A Yule Log is a significant part of Christmas traditions. It is a large log burned in the hearth of the house and is a symbol of prosperity and luck. It is believed, if the tradition is followed with sincerity and devotion, it would bring good health, wealth and productivity in the year ahead.

The Yule Log is kept during throughout the Twelve Days of Christmas
The log is kept burning during throughout the Twelve Days of Christmas

The origins of the Yule Log

The custom of burning the Yule Log goes back to medieval times. It was originally a Nordic tradition. Yule is the name of the old Winter Solstice festivals in Scandinavia and other parts of Europe and a log was burned to cleanse the air of the previous year’s events and to usher in the spring. Once burned, the log’s ashes were valuable treasures said to have medicinal benefits and to guard against evil.
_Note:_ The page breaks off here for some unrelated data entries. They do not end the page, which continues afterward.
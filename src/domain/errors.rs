use thiserror::Error;

#[derive(Debug, Error)]
pub enum StoreError {
    #[error("constraint violation: {0}")]
    Constraint(String),
    #[error("store unavailable: {0}")]
    Unavailable(String),
    #[error("storage error: {0}")]
    Storage(String),
    #[error("internal error: {0}")]
    Internal(String),
}

impl StoreError {
    pub fn constraint(message: impl Into<String>) -> Self {
        Self::Constraint(message.into())
    }

    pub fn unavailable(message: impl Into<String>) -> Self {
        Self::Unavailable(message.into())
    }

    pub fn storage(message: impl Into<String>) -> Self {
        Self::Storage(message.into())
    }

    pub fn internal(message: impl Into<String>) -> Self {
        Self::Internal(message.into())
    }
}
use std::{fmt, net::SocketAddr, str::FromStr};

use anyhow::{Context, Result, bail};
use clap::ValueEnum;
use sqlx::postgres::PgConnectOptions;

#[derive(Debug, Clone, Copy, PartialEq, Eq, ValueEnum)]
pub enum StoreKind {
    #[value(alias = "postgresql")]
    Postgres,
    #[value(alias = "in-memory")]
    Memory,
}

impl FromStr for StoreKind {
    type Err = anyhow::Error;

    fn from_str(raw: &str) -> Result<Self> {
        match raw.trim().to_ascii_lowercase().as_str() {
            "postgres" | "postgresql" => Ok(Self::Postgres),
            "memory" | "in-memory" => Ok(Self::Memory),
            other => bail!("unknown store kind '{other}', expected 'postgres' or 'memory'"),
        }
    }
}

impl fmt::Display for StoreKind {
    fn fmt(&self, f: &mut fmt::Formatter<'_>) -> fmt::Result {
        match self {
            Self::Postgres => f.write_str("postgres"),
            Self::Memory => f.write_str("memory"),
        }
    }
}

/// Connection string plus optional credentials that override whatever the
/// string embeds.
#[derive(Clone)]
pub struct DatabaseSettings {
    pub url: String,
    pub username: Option<String>,
    pub password: Option<String>,
    pub max_connections: u32,
}

impl DatabaseSettings {
    pub fn connect_options(&self) -> Result<PgConnectOptions> {
        let mut options = PgConnectOptions::from_str(&self.url)
            .context("COMMAND_API_DATABASE_URL must be a valid postgres connection string")?;

        if let Some(username) = &self.username {
            options = options.username(username);
        }
        if let Some(password) = &self.password {
            options = options.password(password);
        }

        Ok(options)
    }
}

impl fmt::Debug for DatabaseSettings {
    fn fmt(&self, f: &mut fmt::Formatter<'_>) -> fmt::Result {
        f.debug_struct("DatabaseSettings")
            .field("url", &redact_url(&self.url))
            .field("username", &self.username)
            .field("password", &self.password.as_ref().map(|_| "***"))
            .field("max_connections", &self.max_connections)
            .finish()
    }
}

#[derive(Debug, Clone)]
pub struct AppConfig {
    pub bind_addr: SocketAddr,
    pub store: StoreKind,
    pub database: DatabaseSettings,
    pub development: bool,
}

impl AppConfig {
    pub fn from_env() -> Result<Self> {
        Self::from_lookup(|key| std::env::var(key).ok())
    }

    pub fn from_lookup(lookup: impl Fn(&str) -> Option<String>) -> Result<Self> {
        let env_string =
            |key: &str, default: &str| lookup(key).unwrap_or_else(|| default.to_string());

        let bind_addr = env_string("COMMAND_API_BIND_ADDR", "127.0.0.1:5000")
            .parse::<SocketAddr>()
            .context("COMMAND_API_BIND_ADDR must be a valid host:port")?;

        let store = env_string("COMMAND_API_STORE", "postgres")
            .parse::<StoreKind>()
            .context("COMMAND_API_STORE is invalid")?;

        let max_connections = env_string("COMMAND_API_DB_MAX_CONNECTIONS", "10")
            .parse::<u32>()
            .context("COMMAND_API_DB_MAX_CONNECTIONS must be u32")?;

        let database = DatabaseSettings {
            url: env_string(
                "COMMAND_API_DATABASE_URL",
                "postgres://localhost:5432/CmdAPI",
            ),
            username: lookup("COMMAND_API_DB_USER").filter(|value| !value.is_empty()),
            password: lookup("COMMAND_API_DB_PASSWORD").filter(|value| !value.is_empty()),
            max_connections,
        };

        let development = env_string("COMMAND_API_ENVIRONMENT", "Production")
            .eq_ignore_ascii_case("development");

        Ok(Self {
            bind_addr,
            store,
            database,
            development,
        })
    }
}

/// Masks passwords in a connection URL, both the `user:password@` form and
/// a `password=` query parameter.
fn redact_url(url: &str) -> String {
    let (base, query) = match url.split_once('?') {
        Some((base, query)) => (base, Some(query)),
        None => (url, None),
    };

    let mut redacted = redact_userinfo(base);
    if let Some(query) = query {
        let params = query
            .split('&')
            .map(|param| match param.split_once('=') {
                Some((key, _)) if key.eq_ignore_ascii_case("password") => format!("{key}=***"),
                _ => param.to_string(),
            })
            .collect::<Vec<_>>();
        redacted.push('?');
        redacted.push_str(&params.join("&"));
    }
    redacted
}

fn redact_userinfo(base: &str) -> String {
    let Some((scheme, rest)) = base.split_once("://") else {
        return base.to_string();
    };
    let Some((userinfo, host)) = rest.rsplit_once('@') else {
        return base.to_string();
    };
    match userinfo.split_once(':') {
        Some((user, _)) => format!("{scheme}://{user}:***@{host}"),
        None => base.to_string(),
    }
}
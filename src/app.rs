use axum::{
    Router,
    http::{HeaderName, Method},
    middleware,
    routing::get,
};
use tower_http::{
    cors::{Any, CorsLayer},
    request_id::{MakeRequestUuid, PropagateRequestIdLayer, SetRequestIdLayer},
    trace::TraceLayer,
};

use crate::{
    interface::http::{
        commands_handler::{
            create_command, delete_command, get_command, healthcheck, list_commands,
            update_command,
        },
        problem::developer_error_details,
    },
    state::AppState,
};

pub fn build_router(state: AppState) -> Router {
    let request_id_header = HeaderName::from_static("x-request-id");
    let development = state.development;

    let mut router = Router::new()
        .route("/health", get(healthcheck))
        .route("/api/commands", get(list_commands).post(create_command))
        .route(
            "/api/commands/{id}",
            get(get_command).put(update_command).delete(delete_command),
        );

    if development {
        router = router.layer(middleware::from_fn(developer_error_details));
    }

    router
        .layer(TraceLayer::new_for_http())
        .layer(PropagateRequestIdLayer::new(request_id_header.clone()))
        .layer(SetRequestIdLayer::new(request_id_header, MakeRequestUuid))
        .layer(
            CorsLayer::new()
                .allow_origin(Any)
                .allow_headers(Any)
                .allow_methods([
                    Method::GET,
                    Method::POST,
                    Method::PUT,
                    Method::DELETE,
                    Method::OPTIONS,
                ]),
        )
        .with_state(state)
}
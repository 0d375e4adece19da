use arealens_core::error::ArealensError;
use arealens_core::estimate::estimate_area;
use arealens_core::extract::extract_numbers;
use std::path::PathBuf;

use crate::output;

pub fn run(
    pixel_area: f64,
    text: Option<String>,
    mut numbers: Vec<f64>,
    unit: &str,
    output_format: &str,
    output_file: Option<PathBuf>,
) -> Result<(), ArealensError> {
    if let Some(ref text) = text {
        numbers.extend(extract_numbers(text));
    }

    let estimate = estimate_area(pixel_area, &numbers, unit);

    match output_file {
        Some(path) => {
            // Always write JSON when saving to file
            let json = serde_json::to_string_pretty(&estimate)?;
            std::fs::write(&path, json)?;
            eprintln!("Estimate written to {}", path.display());
        }
        None => match output_format {
            "json" => output::json::print_estimate(&estimate)?,
            _ => print!("{}", output::table::format_estimate(&estimate, unit)),
        },
    }

    Ok(())
}
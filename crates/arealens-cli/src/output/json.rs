use arealens_core::error::ArealensError;
use arealens_core::model::AreaEstimate;

pub fn print_numbers(numbers: &[f64]) -> Result<(), ArealensError> {
    let json = serde_json::to_string_pretty(&numbers)?;
    println!("{json}");
    Ok(())
}

pub fn print_estimate(estimate: &AreaEstimate) -> Result<(), ArealensError> {
    let json = serde_json::to_string_pretty(estimate)?;
    println!("{json}");
    Ok(())
}
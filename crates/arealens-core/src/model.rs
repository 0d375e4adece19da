use serde::{Deserialize, Serialize};
use std::fmt;

/// The scale used to convert a pixel-space area into the caller's unit.
#[derive(Debug, Clone, PartialEq, Serialize, Deserialize)]
pub enum ScaleEstimate {
    /// No usable reference length was available, so no scaling was performed.
    NotApplicable,
    /// Units-per-pixel scale derived from the largest positive recognized
    /// number and the effective square side of the detected shape.
    UnitsPerPixel {
        /// Reference length recovered from recognized text.
        reference: f64,
        /// Caller-supplied unit label, echoed back verbatim.
        unit: String,
        /// Effective side length of the shape in pixels (sqrt of pixel area).
        side_pixels: f64,
    },
}

impl ScaleEstimate {
    pub fn is_applicable(&self) -> bool {
        matches!(self, ScaleEstimate::UnitsPerPixel { .. })
    }
}

impl fmt::Display for ScaleEstimate {
    fn fmt(&self, f: &mut fmt::Formatter<'_>) -> fmt::Result {
        match self {
            ScaleEstimate::NotApplicable => write!(f, "not applicable"),
            ScaleEstimate::UnitsPerPixel {
                reference,
                unit,
                side_pixels,
            } => write!(
                f,
                "{} {} / {:.2} pixels (estimated scale)",
                float_repr(*reference),
                unit,
                side_pixels
            ),
        }
    }
}

/// Render a reference length so it always reads as a decimal ("10.0",
/// never "10"), matching how the values appear in the notes.
pub(crate) fn float_repr(v: f64) -> String {
    let s = v.to_string();
    if s.bytes().all(|b| b.is_ascii_digit() || b == b'-') {
        format!("{s}.0")
    } else {
        s
    }
}

/// Result of one area estimation. Created fresh per call, no identity
/// beyond its values.
#[derive(Debug, Clone, PartialEq, Serialize, Deserialize)]
pub struct AreaEstimate {
    /// Estimated area in the caller's unit squared. Zero whenever no
    /// positive reference and positive pixel area were both available.
    pub estimated_area: f64,
    /// The scale that produced the estimate, or the not-applicable sentinel.
    pub scale: ScaleEstimate,
    /// Human-readable explanation of the outcome, including the caveat that
    /// a positive estimate rests on the square-shape assumption.
    pub notes: String,
}

impl AreaEstimate {
    pub(crate) fn not_applicable(notes: impl Into<String>) -> AreaEstimate {
        AreaEstimate {
            estimated_area: 0.0,
            scale: ScaleEstimate::NotApplicable,
            notes: notes.into(),
        }
    }
}

/// Full analysis of one uploaded image: what was detected, what was
/// recognized, and the resulting estimate.
#[derive(Debug, Clone, Serialize, Deserialize)]
pub struct ImageAnalysis {
    /// Unit label the caller asked for.
    pub unit: String,
    /// Raw text from the recognition backend (may be empty or garbled).
    pub recognized_text: String,
    /// Numbers extracted from the recognized text, in order of appearance.
    pub extracted_numbers: Vec<f64>,
    /// How many shape outlines the detector found.
    pub contour_count: usize,
    /// Pixel area of the largest detected outline (0 when none).
    pub largest_contour_area_pixels: f64,
    /// The area estimate computed from the above.
    pub estimate: AreaEstimate,
}

#[cfg(test)]
mod tests {
    use super::*;

    #[test]
    fn float_repr_keeps_decimal_point() {
        assert_eq!(float_repr(10.0), "10.0");
        assert_eq!(float_repr(45.67), "45.67");
        assert_eq!(float_repr(0.5), "0.5");
        assert_eq!(float_repr(-10.0), "-10.0");
    }

    #[test]
    fn scale_display_not_applicable() {
        assert_eq!(ScaleEstimate::NotApplicable.to_string(), "not applicable");
    }

    #[test]
    fn scale_display_units_per_pixel() {
        let scale = ScaleEstimate::UnitsPerPixel {
            reference: 10.0,
            unit: "cm".into(),
            side_pixels: 10.0,
        };
        assert_eq!(scale.to_string(), "10.0 cm / 10.00 pixels (estimated scale)");
    }
}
In Cornwall the log is called ‘The Mock’. The log is dried out and then the bark is taken off it before it comes into the house to be burnt.

The modern day Yule Log

While a real Yule Log isn’t a common sight in 21st-century fireplaces, it can be found in holiday kitchens in the form of a dessert. Bûche de Nöel is of French origin and is a sponge cake replica of a Yule Log.

The cake is an elaborate creation consisting of a rolled, filled sponge cake, frosted with chocolate buttercream to look like tree bark and festooned with marzipan holly sprigs, spun sugar cobwebs and any other sort of edible decoration.



Enjoy your Yule Log, and think of the hundreds of years of history behind it.